Bicknell's 16-wicket haul is best since Laker


Leicestershire 318 & 87 Surrey 288 & 119-0
Surrey win by 10 wickets

Leicestershire 318 & 87 Surrey 288 & 119-0 Surrey win by 10 wickets

Martin Bicknell singlehandedly destroyed Leicestershire here yesterday, at the same time producing the best first-class match figures by an English bowler since another Surrey man, Jim Laker, took 19 Australian wickets for England in 1956.

"That is 44 years, I am thrilled by that," Bicknell said. "But it hasn't really sunk in yet. And I would swap all of this for a couple more wins for Surrey and the Championship."

His staggering performance condemned Leicestershire to their second hiding against Surrey in a fortnight. It was Surrey's fifth Championship win on the trot and was achieved with a day and a half to spare, consolidating their place at the head of the County Championship's First Division.

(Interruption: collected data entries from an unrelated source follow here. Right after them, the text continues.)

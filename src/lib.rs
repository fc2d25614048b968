//! Sweep - terminal minesweeper library
//!
//! Board rules, the tick-driven reveal cascade, cosmetic effects and the
//! application screens, independent of any terminal backend.

pub mod animation;
pub mod app;
pub mod backdrop;
pub mod board;
pub mod build_info;
pub mod config;
pub mod constants;
pub mod difficulty;
pub mod geometry;
pub mod logging;
pub mod particles;
pub mod scheduler;
pub mod session;

pub use app::{App, AppCommand, Screen};
pub use board::{Board, Cell, GameResult, RevealOutcome};
pub use config::{Cli, GameSettings, SettingsError};
pub use difficulty::Difficulty;
pub use geometry::{map_pointer_to_cell, BoardGeometry};
pub use scheduler::RevealScheduler;
pub use session::{GamePhase, SessionController};
//! Terminal event dispatch.
//!
//! Maps crossterm key and mouse events onto the UI-agnostic inputs of the
//! current screen.

use crossterm::event::{
    Event, KeyCode, KeyEvent, KeyEventKind, MouseButton, MouseEvent, MouseEventKind,
};
use ratatui::layout::Rect;
use sweep::app::{App, AppCommand, MenuInput, OptionsInput, PlayInput, Screen};

use crate::ui::board_scene::{board_geometry, board_viewport};

/// Route one terminal event to the app. `area` is the current terminal size,
/// used to place mouse clicks on the board.
pub fn handle_event(app: &mut App, event: Event, area: Rect) -> AppCommand {
    match event {
        Event::Key(key) if key.kind != KeyEventKind::Release => handle_key(app, key),
        Event::Mouse(mouse) if app.screen() == Screen::Playing => {
            match map_mouse(app, mouse, area) {
                Some(input) => app.process_play_input(input),
                None => AppCommand::Continue,
            }
        }
        _ => AppCommand::Continue,
    }
}

fn handle_key(app: &mut App, key: KeyEvent) -> AppCommand {
    match app.screen() {
        Screen::Menu => {
            let input = match key.code {
                KeyCode::Up | KeyCode::Char('k') => MenuInput::Up,
                KeyCode::Down | KeyCode::Char('j') => MenuInput::Down,
                KeyCode::Enter | KeyCode::Char(' ') => MenuInput::Select,
                KeyCode::Esc | KeyCode::Char('q') | KeyCode::Char('Q') => MenuInput::Cancel,
                _ => MenuInput::Other,
            };
            app.process_menu_input(input)
        }
        Screen::Options => {
            let input = match key.code {
                KeyCode::Up | KeyCode::Char('k') => OptionsInput::Up,
                KeyCode::Down | KeyCode::Char('j') => OptionsInput::Down,
                KeyCode::Left | KeyCode::Char('h') => OptionsInput::Left,
                KeyCode::Right | KeyCode::Char('l') => OptionsInput::Right,
                KeyCode::Enter | KeyCode::Char(' ') => OptionsInput::Select,
                KeyCode::Esc => OptionsInput::Cancel,
                _ => OptionsInput::Other,
            };
            app.process_options_input(input)
        }
        Screen::Playing => {
            let input = match key.code {
                KeyCode::Up => PlayInput::Up,
                KeyCode::Down => PlayInput::Down,
                KeyCode::Left => PlayInput::Left,
                KeyCode::Right => PlayInput::Right,
                KeyCode::Enter | KeyCode::Char(' ') => PlayInput::Reveal,
                KeyCode::Char('f') | KeyCode::Char('F') => PlayInput::Flag,
                KeyCode::Tab => PlayInput::ToggleFlagMode,
                KeyCode::Char('r') | KeyCode::Char('R') => PlayInput::Reset,
                KeyCode::Esc => PlayInput::Back,
                _ => PlayInput::Other,
            };
            app.process_play_input(input)
        }
    }
}

fn map_mouse(app: &App, mouse: MouseEvent, area: Rect) -> Option<PlayInput> {
    let viewport = board_viewport(area);
    let visible = mouse.column >= viewport.x
        && mouse.column < viewport.right()
        && mouse.row >= viewport.y
        && mouse.row < viewport.bottom();
    if !visible {
        return None;
    }

    let geometry = board_geometry(area, app.session().board().size());
    let (row, col) = geometry.map_pointer(mouse.column as f64, mouse.row as f64)?;

    match mouse.kind {
        MouseEventKind::Down(MouseButton::Left) => Some(PlayInput::RevealAt(row, col)),
        MouseEventKind::Down(MouseButton::Right) => Some(PlayInput::FlagAt(row, col)),
        _ => None,
    }
}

It had not been billed as Martin Bicknell versus an XI of Leicestershire, but it was on his home turf at Woodbridge Road and at times it certainly did not look as if the opposition were all there.

There was input from Bicknell's team-mates, notably the opening bat Ian Ward, Nadeem Shahid and a raft of sharp fielding. But it was Bicknell's match. Not since 1952, when Derbyshire's Cliff Gladwin claimed 16 for 84 against Worcestershire at Stourbridge, has a paceman performed so well in the Championship.

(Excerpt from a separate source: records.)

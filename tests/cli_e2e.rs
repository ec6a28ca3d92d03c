//! End-to-end CLI tests for the webdav-upload binary.

#![allow(deprecated)]

mod support;

use std::io::Write;

use assert_cmd::Command;
use predicates::prelude::*;
use support::socket_guard::start_mock_server_or_skip;
use support::{TOKEN_PATH, session_cookie};
use tempfile::TempDir;
use wiremock::matchers::{header, method, path};
use wiremock::{Mock, MockServer, ResponseTemplate};

fn command(config_home: &TempDir) -> Command {
    let mut cmd = Command::cargo_bin("webdav-upload").unwrap();
    cmd.env("XDG_CONFIG_HOME", config_home.path())
        .env_remove("RUST_LOG");
    cmd
}

fn write_config(dir: &TempDir, server: &MockServer, extra: &str) -> std::path::PathBuf {
    let port = server.address().port();
    let config_path = dir.path().join("uploader.conf");
    let mut file = std::fs::File::create(&config_path).unwrap();
    writeln!(
        file,
        "host.webdav = 127.0.0.1\nport.webdav = {port}\nprotocol.webdav = http\n\
         host.gdc = 127.0.0.1\nport.gdc = {port}\nprotocol.gdc = http\n{extra}"
    )
    .unwrap();
    config_path
}

#[test]
fn test_binary_help_displays_usage() {
    let home = TempDir::new().unwrap();
    command(&home)
        .arg("--help")
        .assert()
        .success()
        .stdout(predicate::str::contains("Upload a file to a WebDAV staging area"));
}

#[test]
fn test_binary_version_displays_version() {
    let home = TempDir::new().unwrap();
    command(&home)
        .arg("--version")
        .assert()
        .success()
        .stdout(predicate::str::contains("webdav-upload"));
}

#[test]
fn test_binary_missing_arguments_returns_error() {
    let home = TempDir::new().unwrap();
    command(&home)
        .assert()
        .failure()
        .stderr(predicate::str::contains("error"));
}

#[test]
fn test_binary_without_credentials_exits_one() {
    let home = TempDir::new().unwrap();
    let file = home.path().join("x.bin");
    std::fs::write(&file, b"x").unwrap();

    let assert = command(&home)
        .arg(&file)
        .arg("tmp")
        .arg("--webdav-host")
        .arg("127.0.0.1")
        .assert()
        .failure()
        .stderr(predicate::str::contains("No credentials configured"));
    assert_eq!(assert.get_output().status.code(), Some(1));
}

#[test]
fn test_binary_rejects_unknown_config_key() {
    let home = TempDir::new().unwrap();
    let config = home.path().join("bad.conf");
    std::fs::write(&config, "host.webdav = a\nproxy = b\n").unwrap();

    command(&home)
        .arg("--config")
        .arg(&config)
        .arg("x.bin")
        .arg("tmp")
        .assert()
        .failure()
        .stderr(predicate::str::contains("Unknown configuration key"));
}

#[tokio::test]
async fn test_binary_uploads_with_token_refresh() {
    let Some(server) = start_mock_server_or_skip().await else {
        return;
    };
    Mock::given(method("GET"))
        .and(path(TOKEN_PATH))
        .and(header("cookie", "GDCAuthSST=T1"))
        .respond_with(
            ResponseTemplate::new(200).insert_header("Set-Cookie", session_cookie("tt-1").as_str()),
        )
        .expect(1)
        .mount(&server)
        .await;
    Mock::given(method("MKCOL"))
        .and(path("/uploads/tmp"))
        .and(header("cookie", "GDCAuthTT=tt-1"))
        .respond_with(ResponseTemplate::new(201))
        .with_priority(1)
        .expect(1)
        .mount(&server)
        .await;
    Mock::given(method("MKCOL"))
        .respond_with(ResponseTemplate::new(401))
        .with_priority(5)
        .expect(1)
        .mount(&server)
        .await;
    Mock::given(method("PUT"))
        .and(path("/uploads/tmp/report.csv"))
        .and(header("content-type", "text/csv"))
        .respond_with(ResponseTemplate::new(201))
        .expect(1)
        .mount(&server)
        .await;

    let home = TempDir::new().unwrap();
    let config = write_config(&home, &server, "sst_token = T1");
    let file = home.path().join("local.csv");
    std::fs::write(&file, b"a,b\n1,2\n").unwrap();

    let mut cmd = command(&home);
    cmd.arg("-q")
        .arg("--config")
        .arg(&config)
        .arg(&file)
        .arg("tmp")
        .arg("--name")
        .arg("report.csv")
        .arg("--content-type")
        .arg("text/csv");

    // assert_cmd blocks; run it off the runtime driving the mock server.
    let output = tokio::task::spawn_blocking(move || cmd.assert().success().get_output().clone())
        .await
        .unwrap();
    assert_eq!(output.status.code(), Some(0));
}

#[tokio::test]
async fn test_binary_basic_mode_401_exits_one() {
    let Some(server) = start_mock_server_or_skip().await else {
        return;
    };
    Mock::given(method("MKCOL"))
        .respond_with(ResponseTemplate::new(401))
        .expect(1)
        .mount(&server)
        .await;

    let home = TempDir::new().unwrap();
    let config = write_config(&home, &server, "login = user\npassword = secret");
    let file = home.path().join("x.bin");
    std::fs::write(&file, b"x").unwrap();

    let mut cmd = command(&home);
    cmd.arg("--config").arg(&config).arg(&file).arg("tmp");

    let output = tokio::task::spawn_blocking(move || cmd.assert().failure().get_output().clone())
        .await
        .unwrap();
    assert_eq!(output.status.code(), Some(1));
    let stderr = String::from_utf8_lossy(&output.stderr);
    assert!(stderr.contains("401"), "{stderr}");
    assert!(!stderr.contains("secret"), "{stderr}");
}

Bicknell's phenomenal return of 16 for 119, also made him the first bowler to 50 wickets this season, all of them in the Championship. His dismissal of Leicestershire's captain, Vince Wells, at 11.34am brought up his half-century, leaving the high profile Australian Test bowlers, Glenn McGrath and Shane Warne, and a fistful of other eminent purveyors trailing in his slipstream.

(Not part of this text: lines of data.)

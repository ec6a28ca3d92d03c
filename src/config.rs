//! Constructor-time configuration for uploader sessions.
//!
//! Nothing here reads files or the environment; the `webdav-upload` binary
//! owns that. These types only validate what callers hand in.

use std::fmt;
use std::time::Duration;

use thiserror::Error;
use url::Url;

/// Default HTTP connect timeout (30 seconds).
pub const CONNECT_TIMEOUT_SECS: u64 = 30;

/// Default HTTP request timeout (5 minutes for large uploads).
pub const REQUEST_TIMEOUT_SECS: u64 = 300;

/// Default port for both endpoints.
pub const DEFAULT_PORT: u16 = 443;

/// Default scheme for both endpoints.
pub const DEFAULT_SCHEME: &str = "https";

/// Default WebDAV collection root that uploads are placed under.
pub const DEFAULT_WEBDAV_BASE_PATH: &str = "/uploads";

/// Default base path of the token-exchange REST API.
pub const DEFAULT_TOKEN_BASE_PATH: &str = "/gdc";

/// Errors raised while validating session configuration.
#[derive(Debug, Clone, PartialEq, Eq, Error)]
pub enum ConfigError {
    /// Host name is empty.
    #[error("{endpoint} host cannot be empty")]
    EmptyHost {
        /// Which endpoint was being configured.
        endpoint: &'static str,
    },

    /// Port is outside 1..=65535.
    #[error("valid {endpoint} port must be specified (got {port})")]
    InvalidPort {
        /// Which endpoint was being configured.
        endpoint: &'static str,
        /// The rejected port.
        port: u32,
    },

    /// Scheme is not http or https.
    #[error("unsupported {endpoint} scheme '{scheme}' (expected http or https)")]
    UnsupportedScheme {
        /// Which endpoint was being configured.
        endpoint: &'static str,
        /// The rejected scheme.
        scheme: String,
    },

    /// Endpoint pieces do not form a valid URL.
    #[error("invalid {endpoint} endpoint URL '{url}'")]
    InvalidUrl {
        /// Which endpoint was being configured.
        endpoint: &'static str,
        /// The URL that failed to parse.
        url: String,
    },

    /// The HTTP client could not be constructed.
    #[error("failed to build HTTP client: {reason}")]
    HttpClient {
        /// Builder error description.
        reason: String,
    },

    /// A required credential was empty.
    #[error("{field} must not be empty")]
    EmptyCredential {
        /// Name of the empty field (never its value).
        field: &'static str,
    },
}

/// Scheme, host, port and base path of one remote service.
#[derive(Debug, Clone, PartialEq, Eq)]
pub struct ServiceEndpoint {
    scheme: String,
    host: String,
    port: u16,
    base_path: String,
}

impl ServiceEndpoint {
    /// Validates and builds an endpoint.
    ///
    /// `base_path` is normalised to start with `/` and carry no trailing `/`
    /// (an empty string means the server root).
    ///
    /// # Errors
    ///
    /// Returns [`ConfigError`] for an empty host, a port outside 1..=65535 or
    /// a scheme other than `http`/`https`.
    pub fn new(
        endpoint: &'static str,
        scheme: &str,
        host: &str,
        port: u32,
        base_path: &str,
    ) -> Result<Self, ConfigError> {
        let host = host.trim();
        if host.is_empty() {
            return Err(ConfigError::EmptyHost { endpoint });
        }
        let port = u16::try_from(port)
            .ok()
            .filter(|port| *port > 0)
            .ok_or(ConfigError::InvalidPort { endpoint, port })?;
        let scheme = scheme.trim().to_ascii_lowercase();
        if scheme != "http" && scheme != "https" {
            return Err(ConfigError::UnsupportedScheme { endpoint, scheme });
        }

        let trimmed = base_path.trim().trim_matches('/');
        let base_path = if trimmed.is_empty() {
            String::new()
        } else {
            format!("/{trimmed}")
        };

        let service = Self {
            scheme,
            host: host.to_string(),
            port,
            base_path,
        };
        let root = service.url_for("/");
        Url::parse(&root).map_err(|_| ConfigError::InvalidUrl {
            endpoint,
            url: root.clone(),
        })?;
        Ok(service)
    }

    /// WebDAV endpoint on `host` with the default scheme, port and `/uploads` root.
    ///
    /// # Errors
    ///
    /// Returns [`ConfigError::EmptyHost`] when `host` is empty.
    pub fn webdav(host: &str) -> Result<Self, ConfigError> {
        Self::new(
            "webdav",
            DEFAULT_SCHEME,
            host,
            u32::from(DEFAULT_PORT),
            DEFAULT_WEBDAV_BASE_PATH,
        )
    }

    /// Token-exchange endpoint on `host` with the default scheme, port and `/gdc` root.
    ///
    /// # Errors
    ///
    /// Returns [`ConfigError::EmptyHost`] when `host` is empty.
    pub fn token_exchange(host: &str) -> Result<Self, ConfigError> {
        Self::new(
            "token exchange",
            DEFAULT_SCHEME,
            host,
            u32::from(DEFAULT_PORT),
            DEFAULT_TOKEN_BASE_PATH,
        )
    }

    /// Builds an endpoint from a URL such as `http://127.0.0.1:8080/uploads`.
    ///
    /// The URL path becomes the base path. Mostly useful against local servers.
    ///
    /// # Errors
    ///
    /// Returns [`ConfigError`] when the URL does not parse or has no host.
    pub fn from_url(endpoint: &'static str, url: &str) -> Result<Self, ConfigError> {
        let parsed = Url::parse(url).map_err(|_| ConfigError::InvalidUrl {
            endpoint,
            url: url.to_string(),
        })?;
        let host = parsed
            .host_str()
            .ok_or(ConfigError::EmptyHost { endpoint })?;
        let port = parsed
            .port_or_known_default()
            .ok_or(ConfigError::InvalidPort { endpoint, port: 0 })?;
        Self::new(
            endpoint,
            parsed.scheme(),
            host,
            u32::from(port),
            parsed.path(),
        )
    }

    /// URL scheme (`http` or `https`).
    #[must_use]
    pub fn scheme(&self) -> &str {
        &self.scheme
    }

    /// Host name, used as the cookie domain.
    #[must_use]
    pub fn host(&self) -> &str {
        &self.host
    }

    /// TCP port.
    #[must_use]
    pub fn port(&self) -> u16 {
        self.port
    }

    /// Normalised base path (empty or `/segment[/segment...]`).
    #[must_use]
    pub fn base_path(&self) -> &str {
        &self.base_path
    }

    /// Absolute path below the base path: `base_path` + `path`.
    #[must_use]
    pub fn path_for(&self, path: &str) -> String {
        if path.starts_with('/') {
            format!("{}{path}", self.base_path)
        } else {
            format!("{}/{path}", self.base_path)
        }
    }

    /// Full URL of `path` below the base path.
    #[must_use]
    pub fn url_for(&self, path: &str) -> String {
        format!(
            "{}://{}:{}{}",
            self.scheme,
            self.host,
            self.port,
            self.path_for(path)
        )
    }
}

/// How a session authenticates against the WebDAV server.
///
/// The two modes are mutually exclusive for the lifetime of a session.
#[derive(Clone)]
pub enum AuthMode {
    /// HTTP basic authentication on every request; a 401 is terminal.
    Basic {
        /// Account name.
        username: String,
        /// Account password (sensitive, never logged).
        password: String,
    },
    /// Long-lived token exchanged for short-lived session tokens on demand.
    Token {
        /// Long-lived token (sensitive, never logged).
        long_lived_token: String,
        /// Where the token exchange is performed.
        token_endpoint: ServiceEndpoint,
    },
}

impl AuthMode {
    /// Basic-credential mode.
    ///
    /// # Errors
    ///
    /// Returns [`ConfigError::EmptyCredential`] for an empty username.
    pub fn basic(
        username: impl Into<String>,
        password: impl Into<String>,
    ) -> Result<Self, ConfigError> {
        let username = username.into();
        if username.is_empty() {
            return Err(ConfigError::EmptyCredential { field: "username" });
        }
        Ok(Self::Basic {
            username,
            password: password.into(),
        })
    }

    /// Long-lived token mode.
    ///
    /// # Errors
    ///
    /// Returns [`ConfigError::EmptyCredential`] for an empty token.
    pub fn token(
        long_lived_token: impl Into<String>,
        token_endpoint: ServiceEndpoint,
    ) -> Result<Self, ConfigError> {
        let long_lived_token = long_lived_token.into();
        if long_lived_token.trim().is_empty() {
            return Err(ConfigError::EmptyCredential {
                field: "long-lived token",
            });
        }
        Ok(Self::Token {
            long_lived_token,
            token_endpoint,
        })
    }

    /// Whether this is the long-lived token mode.
    #[must_use]
    pub fn is_token(&self) -> bool {
        matches!(self, Self::Token { .. })
    }
}

impl fmt::Debug for AuthMode {
    fn fmt(&self, f: &mut fmt::Formatter<'_>) -> fmt::Result {
        match self {
            Self::Basic { username, .. } => f
                .debug_struct("Basic")
                .field("username", username)
                .field("password", &"[REDACTED]")
                .finish(),
            Self::Token { token_endpoint, .. } => f
                .debug_struct("Token")
                .field("long_lived_token", &"[REDACTED]")
                .field("token_endpoint", token_endpoint)
                .finish(),
        }
    }
}

/// Everything needed to open an uploader session.
#[derive(Debug, Clone)]
pub struct UploaderConfig {
    /// WebDAV endpoint; its base path is the upload root.
    pub webdav: ServiceEndpoint,
    /// Authentication mode.
    pub auth: AuthMode,
    /// TCP connect timeout for both endpoints.
    pub connect_timeout: Duration,
    /// Whole-request timeout for both endpoints.
    pub request_timeout: Duration,
}

impl UploaderConfig {
    /// Config with the default timeouts.
    #[must_use]
    pub fn new(webdav: ServiceEndpoint, auth: AuthMode) -> Self {
        Self {
            webdav,
            auth,
            connect_timeout: Duration::from_secs(CONNECT_TIMEOUT_SECS),
            request_timeout: Duration::from_secs(REQUEST_TIMEOUT_SECS),
        }
    }

    /// Overrides both timeouts.
    #[must_use]
    pub fn with_timeouts(mut self, connect_timeout: Duration, request_timeout: Duration) -> Self {
        self.connect_timeout = connect_timeout;
        self.request_timeout = request_timeout;
        self
    }
}

#[cfg(test)]
#[allow(clippy::unwrap_used)]
mod tests {
    use super::*;

    #[test]
    fn test_endpoint_normalises_base_path() {
        let endpoint = ServiceEndpoint::new("webdav", "HTTPS", "dav.example.com", 443, "uploads/")
            .unwrap();
        assert_eq!(endpoint.scheme(), "https");
        assert_eq!(endpoint.base_path(), "/uploads");
        assert_eq!(endpoint.path_for("tmp"), "/uploads/tmp");
        assert_eq!(
            endpoint.url_for("/tmp/x.bin"),
            "https://dav.example.com:443/uploads/tmp/x.bin"
        );
    }

    #[test]
    fn test_endpoint_empty_base_path_is_root() {
        let endpoint = ServiceEndpoint::new("webdav", "http", "localhost", 8080, "/").unwrap();
        assert_eq!(endpoint.base_path(), "");
        assert_eq!(endpoint.path_for("/a"), "/a");
    }

    #[test]
    fn test_endpoint_rejects_empty_host() {
        let err = ServiceEndpoint::new("webdav", "https", "  ", 443, "").unwrap_err();
        assert_eq!(err, ConfigError::EmptyHost { endpoint: "webdav" });
    }

    #[test]
    fn test_endpoint_rejects_port_out_of_range() {
        for port in [0, 65_536] {
            let err = ServiceEndpoint::new("webdav", "https", "h", port, "").unwrap_err();
            assert!(matches!(err, ConfigError::InvalidPort { .. }), "{port}: {err}");
        }
    }

    #[test]
    fn test_endpoint_rejects_unknown_scheme() {
        let err = ServiceEndpoint::new("webdav", "ftp", "h", 21, "").unwrap_err();
        assert!(err.to_string().contains("ftp"));
    }

    #[test]
    fn test_endpoint_from_url_uses_path_as_base() {
        let endpoint = ServiceEndpoint::from_url("webdav", "http://127.0.0.1:9000/uploads").unwrap();
        assert_eq!(endpoint.host(), "127.0.0.1");
        assert_eq!(endpoint.port(), 9000);
        assert_eq!(endpoint.base_path(), "/uploads");
    }

    #[test]
    fn test_default_constructors() {
        let webdav = ServiceEndpoint::webdav("dav.example.com").unwrap();
        assert_eq!(webdav.port(), DEFAULT_PORT);
        assert_eq!(webdav.base_path(), DEFAULT_WEBDAV_BASE_PATH);
        let gdc = ServiceEndpoint::token_exchange("secure.example.com").unwrap();
        assert_eq!(gdc.base_path(), DEFAULT_TOKEN_BASE_PATH);
    }

    #[test]
    fn test_token_mode_rejects_empty_token() {
        let endpoint = ServiceEndpoint::token_exchange("secure.example.com").unwrap();
        let err = AuthMode::token("", endpoint).unwrap_err();
        assert_eq!(
            err,
            ConfigError::EmptyCredential {
                field: "long-lived token"
            }
        );
    }

    #[test]
    fn test_auth_mode_debug_redacts_secrets() {
        let endpoint = ServiceEndpoint::token_exchange("secure.example.com").unwrap();
        let token = AuthMode::token("super-secret-sst", endpoint).unwrap();
        let basic = AuthMode::basic("alice", "hunter2").unwrap();
        let rendered = format!("{token:?} {basic:?}");
        assert!(!rendered.contains("super-secret-sst"));
        assert!(!rendered.contains("hunter2"));
        assert!(rendered.contains("alice"));
        assert!(token.is_token());
        assert!(!basic.is_token());
    }
}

Wells and Phillip DeFreitas had attempted to salvage something from an impossible looking overnight position of 33 for 6. For half an hour or so they laid about them - more in desperation than expectation - before DeFreitas drove loosely and was picked up by Mark Butcher in the slips.

Wells became the second victim in Bicknell's wicked burst of four wickets for four runs in just 16 balls, when he too fell to a slip catch. Bicknell allowed Leicestershire an over of respite before claiming the wickets of Anil Kumble and the last man James Ormond.

He left the field to a prolonged ovation, the crowd rising to cheer their local hero every step of the way to the pavilion. He had rewritten the Surrey record books and had the added pleasure of producing a personal Championship best of 9 for 47 in the second innings on his home club ground.

"I have reached 50 wickets in a season before on this ground," he explained, "because the Guildford Festival is usually around the half-way mark in the season."

There are those who lament the fact that at 31 Bicknell is too old to be considered for a chance to add to his two England appearances, but his name was being bandied around for the second Test against Zimbabwe at Trent Bridge earlier in the season; and he is younger than Andrew Caddick by a couple of months and not that much older than Darren Gough, who will be 30 in September.

"I have bowled consistently for the last few years and I think I am probably now at my peak," he added. "But I am sick of the England thing. It has been talked about too many times for me to worry about it any more."

As for the perception that he is susceptible to injury Bicknell retorted: "I have missed four Championship games in the last five years, that is a record of which I am proud and it makes a mockery of those who claim I am injury prone."

He certainly inflicted injury on Leicestershire though. It took Bicknell less than an hour to skittle them for their lowest score of the season.

Butcher and Ward, the Surrey openers, then made gentle progress to victory - Butcher finishing with 47 not out and Ward on 61 not out to add to his first-innings century - with plenty of time to spare in which to celebrate Bicknell's grand achievement.